Version 4. The thesaurus mining and re-arranging since version 3 has been bolded.
DCP wrote:Remember that, according to current scientific consensus, the Earth came into being in the same fashion that most if not all other objects in our solar system did, as a solidified cloud of dust particles and gases remaining as “left overs” from the very process that formed the Sun.  (They coalesced because of mutual and ever increasing gravitational attraction.)

 For maybe half a billion years, the interior of the planet remained solid and (relatively) cool, perhaps at a balmy temperature of approximately 2,000°F. But these conditions couldn’t (and didn’t) last forever.  The main components of the Earth’s interior in that epoch, according to currently available evidence and theory, were iron and various silicates — that is, salts combining silicon and oxygen.  But there were also small amounts of other elements, including some (notably uranium, thorium, and potassium) that were radioactive.

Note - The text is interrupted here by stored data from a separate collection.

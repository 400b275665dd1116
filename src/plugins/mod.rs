//! Hook pipeline
//!
//! Rollup-style resolve/load hooks. The planner's own stages (virtual
//! modules, aliases, externals, node resolution) run here; the host bundler
//! drives the pipeline and consults it for chunk names, warnings and side
//! effects.

mod builtin;

use std::path::PathBuf;
use std::sync::Arc;

use anyhow::Result;
use async_trait::async_trait;
use serde::Serialize;
use tracing::debug;

use crate::error::{PlanWarning, Warnings};
use crate::plan::chunk::ChunkNamer;
use crate::plan::classify::{classify, OriginCategory};
use crate::plan::externals::{ExternalizationVerdict, ExternalsTracer, TracedPackages};
use crate::plan::roots::Roots;
use crate::utils::{normalize_id, without_node_modules};

pub use builtin::{AliasStage, ExternalsStage, NoExternalsStage, NodeResolveStage, VirtualStage};

/// Host warning codes that are never surfaced
const SILENCED_WARNINGS: [&str; 2] = ["CIRCULAR_DEPENDENCY", "EVAL"];

/// Plugin hook context
pub struct PluginContext {
    /// Project root directory; entries without an importer resolve from here
    pub root: PathBuf,
}

/// Result of a resolve hook
#[derive(Debug, Clone, PartialEq, Eq)]
pub enum ResolveResult {
    /// Continue to next stage
    Skip,
    /// Resolve this id instead, starting over without the rewriting stage
    Rewrite(String),
    /// Resolved id
    Resolved(String),
    /// Leave the import to the runtime under this id
    External(String),
}

/// Result of a load hook
#[derive(Debug, Clone, PartialEq, Eq)]
pub enum LoadResult {
    /// Continue to next stage
    Skip,
    /// Loaded content
    Loaded {
        content: Arc<str>,
        /// Optional loader type (js, json, etc.)
        loader: Option<String>,
    },
}

/// A pipeline stage
#[async_trait]
pub trait Stage: Send + Sync {
    /// Stage name for logging and debugging
    fn name(&self) -> &str;

    /// Called when the build ends
    async fn build_end(&self, _ctx: &PluginContext) -> Result<()> {
        Ok(())
    }

    /// Resolve an import specifier
    /// Return ResolveResult::Skip to let later stages handle it
    async fn resolve_id(
        &self,
        _specifier: &str,
        _importer: Option<&str>,
        _ctx: &PluginContext,
    ) -> Result<ResolveResult> {
        Ok(ResolveResult::Skip)
    }

    /// Load the content of a module
    /// Return LoadResult::Skip to let later stages handle it
    async fn load(&self, _id: &str, _ctx: &PluginContext) -> Result<LoadResult> {
        Ok(LoadResult::Skip)
    }
}

/// Outcome of resolving one import through the pipeline
#[derive(Debug, Clone, PartialEq, Eq, Serialize)]
pub struct ResolvedModule {
    /// Resolved module id, or the runtime import name for externals
    pub id: String,
    /// Specifier as written by the importer
    pub specifier: String,
    pub external: bool,
    pub category: OriginCategory,
}

/// Runs the planner's stages and answers the host's policy questions
pub struct Pipeline {
    stages: Vec<Arc<dyn Stage>>,
    context: PluginContext,
    roots: Arc<Roots>,
    chunks: ChunkNamer,
    tracer: Option<Arc<ExternalsTracer>>,
    module_side_effects: Vec<String>,
    warnings: Arc<Warnings>,
}

impl Pipeline {
    /// Create an empty pipeline
    pub fn new(roots: Arc<Roots>, chunks: ChunkNamer, warnings: Arc<Warnings>) -> Self {
        Self {
            stages: Vec::new(),
            context: PluginContext {
                root: PathBuf::from(&roots.root_dir),
            },
            roots,
            chunks,
            tracer: None,
            module_side_effects: Vec::new(),
            warnings,
        }
    }

    /// Register a stage; stages run in registration order
    pub fn register(&mut self, stage: Arc<dyn Stage>) {
        debug!("Registered stage '{}'", stage.name());
        self.stages.push(stage);
    }

    /// Attach the tracer consulted by `decide`
    pub fn with_tracer(mut self, tracer: Arc<ExternalsTracer>) -> Self {
        self.tracer = Some(tracer);
        self
    }

    pub fn with_module_side_effects(mut self, prefixes: Vec<String>) -> Self {
        self.module_side_effects = prefixes;
        self
    }

    pub fn stage_names(&self) -> Vec<&str> {
        self.stages.iter().map(|s| s.name()).collect()
    }

    pub fn roots(&self) -> &Roots {
        &self.roots
    }

    /// Run build_end hooks
    pub async fn run_build_end(&self) -> Result<()> {
        for stage in &self.stages {
            stage.build_end(&self.context).await?;
        }
        Ok(())
    }

    /// Run resolve_id hooks
    pub async fn resolve_id(&self, specifier: &str, importer: Option<&str>) -> Result<Option<ResolvedModule>> {
        let mut current = normalize_id(specifier);
        let mut skipped: Vec<usize> = Vec::new();

        'restart: loop {
            for (idx, stage) in self.stages.iter().enumerate() {
                if skipped.contains(&idx) {
                    continue;
                }

                match stage.resolve_id(&current, importer, &self.context).await? {
                    ResolveResult::Skip => continue,
                    ResolveResult::Rewrite(id) => {
                        debug!("{}: '{}' -> '{}'", stage.name(), current, id);
                        skipped.push(idx);
                        current = id;
                        continue 'restart;
                    }
                    ResolveResult::Resolved(id) => {
                        return Ok(Some(self.resolved(id, specifier, false)));
                    }
                    ResolveResult::External(id) => {
                        return Ok(Some(self.resolved(id, specifier, true)));
                    }
                }
            }

            return Ok(None);
        }
    }

    fn resolved(&self, id: String, specifier: &str, external: bool) -> ResolvedModule {
        ResolvedModule {
            category: classify(&id, &self.roots),
            id,
            specifier: specifier.to_string(),
            external,
        }
    }

    /// Run load hooks
    pub async fn load(&self, id: &str) -> Result<Option<(Arc<str>, Option<String>)>> {
        for stage in &self.stages {
            match stage.load(id, &self.context).await? {
                LoadResult::Skip => continue,
                LoadResult::Loaded { content, loader } => {
                    return Ok(Some((content, loader)));
                }
            }
        }
        Ok(None)
    }

    /// Externalization verdict for an import, when externals are traced
    pub fn decide(&self, id: &str, importer: Option<&str>) -> Option<ExternalizationVerdict> {
        self.tracer.as_ref().map(|tracer| tracer.decide(id, importer))
    }

    pub fn is_external(&self, id: &str, importer: Option<&str>) -> bool {
        self.decide(id, importer).map_or(false, |v| v.is_external())
    }

    pub fn classify(&self, id: &str) -> OriginCategory {
        classify(&normalize_id(id), &self.roots)
    }

    /// Output file template for a chunk with these members, `[name]` left
    /// for the host
    pub fn chunk_file_name(&self, members: &[String]) -> String {
        self.chunks.file_template(members)
    }

    pub fn entry_file_name(&self) -> String {
        self.chunks.entry_file_name()
    }

    /// Whether tree shaking must keep the module's top-level side effects
    pub fn has_side_effects(&self, id: &str) -> bool {
        let id = normalize_id(id);
        let bare = without_node_modules(&id);
        self.module_side_effects
            .iter()
            .any(|prefix| id.starts_with(prefix.as_str()) || bare.starts_with(prefix.as_str()))
    }

    /// Whether a host warning should be surfaced
    pub fn on_warn(&self, code: Option<&str>, message: &str) -> bool {
        if code.map_or(false, |c| SILENCED_WARNINGS.contains(&c)) {
            return false;
        }
        !message.contains("Unsupported source map comment")
    }

    /// Warnings raised by the stages so far
    pub fn warnings(&self) -> Vec<PlanWarning> {
        self.warnings.snapshot()
    }

    /// Dependency closure of the externalized packages
    pub fn traced_packages(&self) -> Option<&TracedPackages> {
        self.tracer.as_ref().map(|tracer| tracer.trace_packages())
    }
}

 As millions of years passed, energy released from those elements by slow radioactive decay gradually heated the Earth, melting some of its constituent materials.  The iron melted before the silicates could and, because it was heavier, it naturally sank toward the center.  In turn, this forced the lighter silicates that its descent displaced to rise up toward the proto-planetary surface.

 After many years, that slowly sinking and coalescing iron reached the center of the still-forming planet — and attained stability — at almost 4,000 miles from the surface.  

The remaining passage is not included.